DESCRIPTION OF THE TASK
Check each line of the data below for the word "after". How many lines have it? Answer with the number alone.

[Stored items]
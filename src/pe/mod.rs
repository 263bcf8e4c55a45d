//! A PE32 and PE32+ header sniffer
//!
//! Only the COFF file header is decoded: its machine code and link timestamp. Everything after it
//! (optional header, sections, imports) is left in the stream.

pub mod header;

use std::io::Read;

use log::debug;

use crate::cursor::ByteCursor;
use crate::error;
use crate::object::{DecodeResult, ObjectKind, Platform, RawHeader};

/// Media type of every PE image that carries a valid PE header
pub const PE_EXE: &str = "application/x-msdownload";

/// Decode the header of a DOS/PE binary whose 4 magic bytes have already been consumed.
///
/// A `e_lfanew` outside of `[PE_POINTER_MIN, PE_POINTER_MAX]`, or a missing `PE\0\0`
/// signature, is an old-style DOS executable: decoding stops early and `result` is left as is.
pub fn decode<R: Read>(
    magic: [u8; 4],
    cursor: &mut ByteCursor<R>,
    result: &mut DecodeResult,
) -> error::Result<()> {
    debug_assert_eq!(magic[..2], header::DOS_MAGIC);
    cursor.skip(header::PE_POINTER_OFFSET - magic.len() as u64)?;
    let pe_pointer = cursor.read_u32(scroll::LE)?;
    debug!("e_lfanew: {:#x}", pe_pointer);
    if !(header::PE_POINTER_MIN..=header::PE_POINTER_MAX).contains(&pe_pointer) {
        debug!("e_lfanew {:#x} is implausible, treating as DOS executable", pe_pointer);
        return Ok(());
    }
    cursor.skip(u64::from(pe_pointer).saturating_sub(header::DOS_STUB_OFFSET))?;

    let block = cursor.read_array::<{ header::SIZEOF_PE_MAGIC + header::SIZEOF_COFF_HEADER }>()?;
    let coff = match header::CoffHeader::parse(&block)? {
        Some(coff) => coff,
        None => {
            debug!("no PE signature at {:#x}, treating as DOS executable", pe_pointer);
            return Ok(());
        }
    };
    debug!(
        "COFF header: machine {} ({:#x}), {} sections",
        header::machine_to_str(coff.machine),
        coff.machine,
        coff.number_of_sections
    );

    result.architecture = header::machine_to_architecture(coff.machine);
    result.created = chrono::DateTime::from_timestamp(i64::from(coff.time_date_stamp), 0);
    result.platform = Some(Platform::Windows);
    result.kind = Some(ObjectKind::Executable);
    result.raw = Some(RawHeader::PE(coff));
    result.content_type = Some(PE_EXE);
    Ok(())
}

#[cfg(test)]
mod tests {
    use super::*;
    use crate::object::{Bits, Endianness, Format, Machine};

    /// A DOS header with `e_lfanew` = `pe_pointer`, followed by a PE signature and COFF header
    fn image(pe_pointer: u32, machine: u16, timestamp: u32) -> Vec<u8> {
        let mut bytes = vec![0u8; pe_pointer.max(0x40) as usize];
        bytes[..2].copy_from_slice(b"MZ");
        bytes[0x3c..0x40].copy_from_slice(&pe_pointer.to_le_bytes());
        bytes.extend_from_slice(b"PE\0\0");
        bytes.extend_from_slice(&machine.to_le_bytes());
        bytes.extend_from_slice(&3u16.to_le_bytes());
        bytes.extend_from_slice(&timestamp.to_le_bytes());
        bytes.extend_from_slice(&[0u8; 8]);
        bytes.extend_from_slice(&0xf0u16.to_le_bytes());
        bytes.extend_from_slice(&0x22u16.to_le_bytes());
        bytes
    }

    fn run(bytes: &[u8]) -> error::Result<DecodeResult> {
        let mut cursor = ByteCursor::new(bytes);
        let magic = cursor.read_array::<4>()?;
        let mut result = DecodeResult::new(Format::PE);
        decode(magic, &mut cursor, &mut result)?;
        Ok(result)
    }

    #[test]
    fn x86_64_image() {
        let result = run(&image(0x80, header::COFF_MACHINE_X86_64, 0x5215_8fd9)).unwrap();
        assert_eq!(result.content_type, Some(PE_EXE));
        assert_eq!(result.platform, Some(Platform::Windows));
        assert_eq!(result.kind, Some(ObjectKind::Executable));
        assert_eq!(result.architecture.machine, Some(Machine::X86_64));
        assert_eq!(result.architecture.bits, Some(Bits::B64));
        assert_eq!(result.architecture.endianness, Some(Endianness::Little));
        assert_eq!(
            result.created.map(|created| created.timestamp()),
            Some(0x5215_8fd9)
        );
        match result.raw {
            Some(RawHeader::PE(coff)) => {
                assert_eq!(coff.number_of_sections, 3);
                assert_eq!(coff.size_of_optional_header, 0xf0);
                assert_eq!(coff.characteristics, 0x22);
            }
            other => panic!("unexpected raw header {:?}", other),
        }
    }

    #[test]
    fn smallest_plausible_pointer_skips_nothing() {
        // e_lfanew = 0x3f overlaps the pointer itself; the PE block is read right after it
        let mut bytes = vec![0u8; 0x40];
        bytes[..2].copy_from_slice(b"MZ");
        bytes[0x3c..0x40].copy_from_slice(&0x3fu32.to_le_bytes());
        bytes.extend_from_slice(b"PE\0\0");
        bytes.extend_from_slice(&header::COFF_MACHINE_X86.to_le_bytes());
        bytes.extend_from_slice(&[0u8; 18]);
        let result = run(&bytes).unwrap();
        assert_eq!(result.architecture.machine, Some(Machine::X86));
        assert_eq!(result.content_type, Some(PE_EXE));
    }

    #[test]
    fn implausible_pointer_is_dos() {
        for pe_pointer in [0u32, 0x3e, 4097, 0xffff_ffff] {
            let mut bytes = vec![0u8; 0x40];
            bytes[..2].copy_from_slice(b"MZ");
            bytes[0x3c..0x40].copy_from_slice(&pe_pointer.to_le_bytes());
            let result = run(&bytes).unwrap();
            assert_eq!(result.content_type, None);
            assert_eq!(result.platform, None);
            assert!(result.architecture.is_empty());
        }
    }

    #[test]
    fn missing_signature_is_dos() {
        let mut bytes = image(0x80, header::COFF_MACHINE_X86, 0);
        bytes[0x80] = b'N';
        let result = run(&bytes).unwrap();
        assert_eq!(result.content_type, None);
        assert!(result.raw.is_none());
    }

    #[test]
    fn truncated_coff_header() {
        let mut bytes = image(0x100, header::COFF_MACHINE_X86, 0);
        bytes.truncate(0x100 + 10);
        let err = run(&bytes).unwrap_err();
        assert!(err.is_short_read());
    }

    #[test]
    fn truncated_stub() {
        let bytes = image(0x400, header::COFF_MACHINE_X86, 0);
        let err = run(&bytes[..0x200]).unwrap_err();
        assert!(err.is_short_read());
    }
}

FINAL ANSWER
2